Country => USA: 22 users, GB: 0 users, ...
And so on. Counting all tables (together with some about users' session, which are generated based on activity, period and year) we have currently ~200 metrics.
The last released system in production uses (considering df as the DataFrame resulting from SQL query):
df.rdd.aggregate(metricsMap) (
(acc: MetricsMap, r:Row) => {
acc.analyzeRow(r)
acc
},
(acc1: MetricsMap, acc2: MetricsMap) => {
acc1.merge(acc2)
acc1
}
)
Where MetricsMap is an object used to extract and aggregate data from the row.
This operation is very CPU intensive, and on the server it takes ~ 20 seconds to extract the data from a query without parameters (so from all data in the parquet file).
I've decided to use aggregation because, for their statistical analysis, they wanted multiple prospectives: some metrics should be counted by user key, another by user name (for the site...) and the other by product key.

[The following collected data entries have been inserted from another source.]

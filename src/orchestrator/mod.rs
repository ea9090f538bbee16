//! Test run orchestration
//!
//! An [`Orchestrator`] runs one test: it writes the derived artifacts,
//! starts one launch task per participant (servers first), streams each
//! outcome to a [`Reporter`] as it completes and tears everything down
//! at the end or on abort.

pub mod artifacts;
pub mod registry;
pub mod signals;
pub mod teardown;

use std::collections::HashMap;
use std::path::PathBuf;
use std::time::Duration;

use tokio::sync::{mpsc, watch};
use tokio::task::{Id, JoinError, JoinSet};

use crate::common::config::Config;
use crate::common::{Error, Result};
use crate::launch::{LaunchOutput, RemoteLauncher};
use crate::testenv::{Role, TestPlan};

pub use registry::Registry;
pub use teardown::{LifecycleState, TeardownSummary};

/// Requests delivered to a running orchestrator
#[derive(Debug, Clone, PartialEq, Eq)]
pub enum Control {
    /// Stop the test now
    Abort { reason: String },
}

/// Cloneable sender of [`Control`] requests
#[derive(Debug, Clone)]
pub struct ControlHandle {
    tx: mpsc::UnboundedSender<Control>,
}

impl ControlHandle {
    /// A handle and the receiving end it feeds
    pub fn channel() -> (Self, mpsc::UnboundedReceiver<Control>) {
        let (tx, rx) = mpsc::unbounded_channel();
        (Self { tx }, rx)
    }

    /// Ask the orchestrator to abort; false if it is gone
    pub fn abort(&self, reason: impl Into<String>) -> bool {
        self.tx
            .send(Control::Abort {
                reason: reason.into(),
            })
            .is_ok()
    }
}

/// Final result of one participant
#[derive(Debug)]
pub struct ClientOutcome {
    pub name: String,
    pub role: Role,
    pub result: Result<LaunchOutput>,
}

/// Receives outcomes as participants complete
pub trait Reporter {
    fn report(&mut self, outcome: &ClientOutcome);
}

impl<F: FnMut(&ClientOutcome)> Reporter for F {
    fn report(&mut self, outcome: &ClientOutcome) {
        self(outcome)
    }
}

/// Everything that happened during one run
#[derive(Debug)]
pub struct RunReport {
    pub outcomes: Vec<ClientOutcome>,
    /// Reason given for an abort, if the run was aborted
    pub aborted: Option<String>,
    pub teardown: TeardownSummary,
}

impl RunReport {
    pub fn succeeded(&self) -> usize {
        self.outcomes.iter().filter(|o| o.result.is_ok()).count()
    }

    pub fn failed(&self) -> usize {
        self.outcomes.len() - self.succeeded()
    }
}

type Joined = std::result::Result<(Id, Result<LaunchOutput>), JoinError>;

/// One wakeup of the orchestrator loop
enum Step {
    Control(Control),
    Joined(Option<Joined>),
    Idle,
}

pub struct Orchestrator {
    shell: Vec<String>,
    poll_interval: Duration,
    remote_kill_timeout: Duration,
    registry: Registry,
    launcher: RemoteLauncher,
    shutdown_tx: watch::Sender<bool>,
    control: ControlHandle,
    control_rx: mpsc::UnboundedReceiver<Control>,
    tasks: JoinSet<Result<LaunchOutput>>,
    task_names: HashMap<Id, (String, Role)>,
    outcomes: Vec<ClientOutcome>,
    test_root: Option<PathBuf>,
    state: LifecycleState,
}

impl Orchestrator {
    /// Create an orchestrator using an already resolved remote shell
    pub fn new(config: &Config, shell: Vec<String>) -> Self {
        let registry = Registry::new();
        let (shutdown_tx, shutdown_rx) = watch::channel(false);
        let (control, control_rx) = ControlHandle::channel();
        let launcher = RemoteLauncher::new(
            shell.clone(),
            config.timeouts.drain_poll(),
            registry.clone(),
            shutdown_rx,
        );

        Self {
            shell,
            poll_interval: config.timeouts.poll_interval(),
            remote_kill_timeout: config.timeouts.remote_kill(),
            registry,
            launcher,
            shutdown_tx,
            control,
            control_rx,
            tasks: JoinSet::new(),
            task_names: HashMap::new(),
            outcomes: Vec::new(),
            test_root: None,
            state: LifecycleState::Running,
        }
    }

    pub fn control(&self) -> ControlHandle {
        self.control.clone()
    }

    pub fn registry(&self) -> &Registry {
        &self.registry
    }

    pub fn state(&self) -> LifecycleState {
        self.state
    }

    /// Run `plan` to completion or abort, then tear down
    ///
    /// Per-participant failures are reported, never returned. The only
    /// error is reusing an orchestrator that already ran.
    pub async fn run_test<R: Reporter>(
        &mut self,
        mut plan: TestPlan,
        reporter: &mut R,
    ) -> Result<RunReport> {
        if self.state != LifecycleState::Running || self.test_root.is_some() {
            return Err(Error::Internal("orchestrator already ran a test".to_string()));
        }
        self.test_root = Some(plan.test_root().to_path_buf());
        tracing::info!(test = %plan.test_name, "Starting {} participants", plan.len());

        artifacts::materialize(&plan);

        for rejected in std::mem::take(&mut plan.rejected) {
            let outcome = ClientOutcome {
                name: rejected.name,
                role: rejected.role,
                result: Err(rejected.error),
            };
            reporter.report(&outcome);
            self.outcomes.push(outcome);
        }

        let TestPlan {
            servers, clients, ..
        } = plan;
        for spec in servers.into_iter().chain(clients) {
            let name = spec.name.clone();
            let role = spec.role;
            self.registry.track_task(&name, role);
            let launcher = self.launcher.clone();
            let handle = self
                .tasks
                .spawn(async move { launcher.launch(&spec).await });
            self.task_names.insert(handle.id(), (name.clone(), role));
            self.registry.set_abort_handle(&name, handle);
        }

        let mut aborted = None;
        while !self.tasks.is_empty() {
            let step = tokio::select! {
                Some(control) = self.control_rx.recv() => Step::Control(control),
                joined = tokio::time::timeout(self.poll_interval, self.tasks.join_next_with_id()) => {
                    match joined {
                        Ok(joined) => Step::Joined(joined),
                        Err(_) => Step::Idle,
                    }
                }
            };
            match step {
                Step::Control(Control::Abort { reason }) => {
                    tracing::warn!("Aborting test: {}", reason);
                    aborted = Some(reason);
                    break;
                }
                Step::Joined(Some(joined)) => self.record(joined, reporter),
                Step::Joined(None) => break,
                Step::Idle => tracing::trace!(
                    running = self.tasks.len(),
                    live = self.registry.live_count(),
                    "Waiting for participants"
                ),
            }
        }

        let teardown = self.shutdown(reporter).await;
        Ok(RunReport {
            outcomes: std::mem::take(&mut self.outcomes),
            aborted,
            teardown,
        })
    }

    /// Turn one finished task into an outcome and report it
    fn record<R: Reporter>(&mut self, joined: Joined, reporter: &mut R) {
        let (id, result) = match joined {
            Ok((id, result)) => (id, Ok(result)),
            Err(e) => (e.id(), Err(e)),
        };
        let (name, role) = self
            .task_names
            .remove(&id)
            .unwrap_or_else(|| ("<unknown>".to_string(), Role::Client));

        let result = match result {
            Ok(result) => result,
            Err(e) if e.is_cancelled() => Err(Error::Cancelled(name.clone())),
            Err(e) => Err(Error::TaskFailed {
                client: name.clone(),
                message: e.to_string(),
            }),
        };
        self.registry.set_phase(&name, registry::TaskPhase::Finished);

        match &result {
            Ok(out) => tracing::debug!(client = %name, exit_code = ?out.exit_code, "Finished"),
            Err(e) => tracing::debug!(client = %name, class = %e.class(), "Failed: {}", e),
        }
        let outcome = ClientOutcome { name, role, result };
        reporter.report(&outcome);
        self.outcomes.push(outcome);
    }
}

#[cfg(all(test, unix))]
mod tests {
    use super::*;
    use crate::testenv::Cascade;
    use std::fs;
    use std::path::Path;
    use tempfile::tempdir;

    fn local_shell() -> Vec<String> {
        ["sh", "-c", "shift; exec \"$@\"", "rsh"]
            .iter()
            .map(|s| s.to_string())
            .collect()
    }

    fn plan(root: &Path, files: &[(&str, &str)]) -> TestPlan {
        for (name, content) in files {
            fs::write(root.join(name), content).unwrap();
        }
        TestPlan::load(&Cascade::new(root, root)).unwrap()
    }

    #[tokio::test]
    async fn test_every_participant_is_reported() {
        let dir = tempdir().unwrap();
        let plan = plan(
            dir.path(),
            &[
                ("test.env", "TEST_HOST=node1\n"),
                ("serverA.env", "TEST_LAUNCHER=\"echo serving\"\n"),
                ("clientB.env", "TEST_LAUNCHER=\"echo $CLIENT_NAME\"\n"),
                ("clientC.env", "TEST_HOST=\nTEST_LAUNCHER=\"echo never\"\n"),
            ],
        );

        let mut orch = Orchestrator::new(&Config::default(), local_shell());
        let mut seen = Vec::new();
        let report = orch
            .run_test(plan, &mut |o: &ClientOutcome| seen.push(o.name.clone()))
            .await
            .unwrap();

        seen.sort();
        assert_eq!(seen, ["clientB", "clientC", "serverA"]);
        assert_eq!(report.succeeded(), 2);
        assert!(report.aborted.is_none());
        assert!(report.teardown.is_clean());

        let b = report.outcomes.iter().find(|o| o.name == "clientB").unwrap();
        assert_eq!(b.result.as_ref().unwrap().output, "clientB\n");
        let c = report.outcomes.iter().find(|o| o.name == "clientC").unwrap();
        assert!(matches!(c.result, Err(Error::MissingHost { .. })));

        assert_eq!(orch.registry().process_count(), 0);
        assert_eq!(orch.state(), LifecycleState::Stopped);
    }

    #[tokio::test]
    async fn test_abort_kills_and_cancels() {
        let dir = tempdir().unwrap();
        let plan = plan(
            dir.path(),
            &[
                ("test.env", "TEST_HOST=node1\n"),
                ("clientB.env", "TEST_LAUNCHER=\"sleep 30\"\n"),
                (
                    "clientD.env",
                    "TEST_LAUNCHER=\"echo late\"\nTEST_START_DELAY=30\n",
                ),
            ],
        );

        let mut orch = Orchestrator::new(&Config::default(), local_shell());
        let control = orch.control();
        let registry = orch.registry().clone();
        tokio::spawn(async move {
            while registry.live_count() == 0 {
                tokio::time::sleep(Duration::from_millis(20)).await;
            }
            control.abort("operator");
        });

        let started = std::time::Instant::now();
        let report = orch
            .run_test(plan, &mut |_: &ClientOutcome| {})
            .await
            .unwrap();
        assert!(started.elapsed() < Duration::from_secs(10));

        assert_eq!(report.aborted.as_deref(), Some("operator"));
        assert_eq!(report.teardown.killed, ["clientB"]);
        assert_eq!(report.teardown.cancelled, ["clientD"]);
        assert_eq!(report.outcomes.len(), 2);
        let d = report.outcomes.iter().find(|o| o.name == "clientD").unwrap();
        assert!(matches!(d.result, Err(Error::Cancelled(_))));
        assert_eq!(orch.registry().live_count(), 0);
    }

    #[tokio::test]
    async fn test_teardown_runs_once() {
        let dir = tempdir().unwrap();
        let marker_dir = dir.path().join("node1");
        fs::create_dir(&marker_dir).unwrap();
        let witness = dir.path().join("kills");
        fs::write(
            marker_dir.join("ioc.killer"),
            format!("echo kill >> {}\n", witness.display()),
        )
        .unwrap();
        let plan = plan(
            dir.path(),
            &[("clientB.env", "TEST_HOST=node1\nTEST_LAUNCHER=\"-c true\"\n")],
        );

        let shell: Vec<String> = ["sh", "-c", "shift; exec sh \"$@\"", "rsh"]
            .iter()
            .map(|s| s.to_string())
            .collect();
        let mut orch = Orchestrator::new(&Config::default(), shell);
        let mut noop = |_: &ClientOutcome| {};
        let report = orch.run_test(plan, &mut noop).await.unwrap();
        assert_eq!(report.teardown.remote_kills, 1);

        let again = orch.shutdown(&mut noop).await;
        assert!(again.skipped);
        assert_eq!(again.remote_kills, 0);
        assert_eq!(fs::read_to_string(&witness).unwrap(), "kill\n");
    }

    #[tokio::test]
    async fn test_orchestrator_is_single_use() {
        let dir = tempdir().unwrap();
        let files = [("clientB.env", "TEST_HOST=h\nTEST_LAUNCHER=\"true\"\n")];
        let mut orch = Orchestrator::new(&Config::default(), local_shell());
        let mut noop = |_: &ClientOutcome| {};
        orch.run_test(plan(dir.path(), &files), &mut noop).await.unwrap();

        let err = orch
            .run_test(plan(dir.path(), &files), &mut noop)
            .await
            .unwrap_err();
        assert!(matches!(err, Error::Internal(_)));
    }
}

Using this method I had to cycle through the result only one time, but I don't know if it's the better approach...
Is this the better approach, or it exists some other (faster) method to obtain the same result?
Regarding the question about calculate metrics beforehand, the queries that they can do on the dataset are not bound, so I don't know if this is possible or not... Could you please give me an example?
Answering to some questions
One path of the data in such cases is obviously better than have multiple cycles, in cases you want to answer multiple queries for the same request.
Might be more efficient though not to interop with spark core.
For example, if your DF schema is as follows:
root
-- age
-- country
Then you might try to do the following pseudo base query:
Select
CASE WHEN (age BETWEEN 18 AND 22) THEN '18-22'
WHEN (age BETWEEN 22 AND 30) THEN '22-30'
ELSE 'Other' as age_group,
country
from metrics_df
You could also consider using a UDF for the age group. As @assaf-mendelson mentioned, more info would be useful here.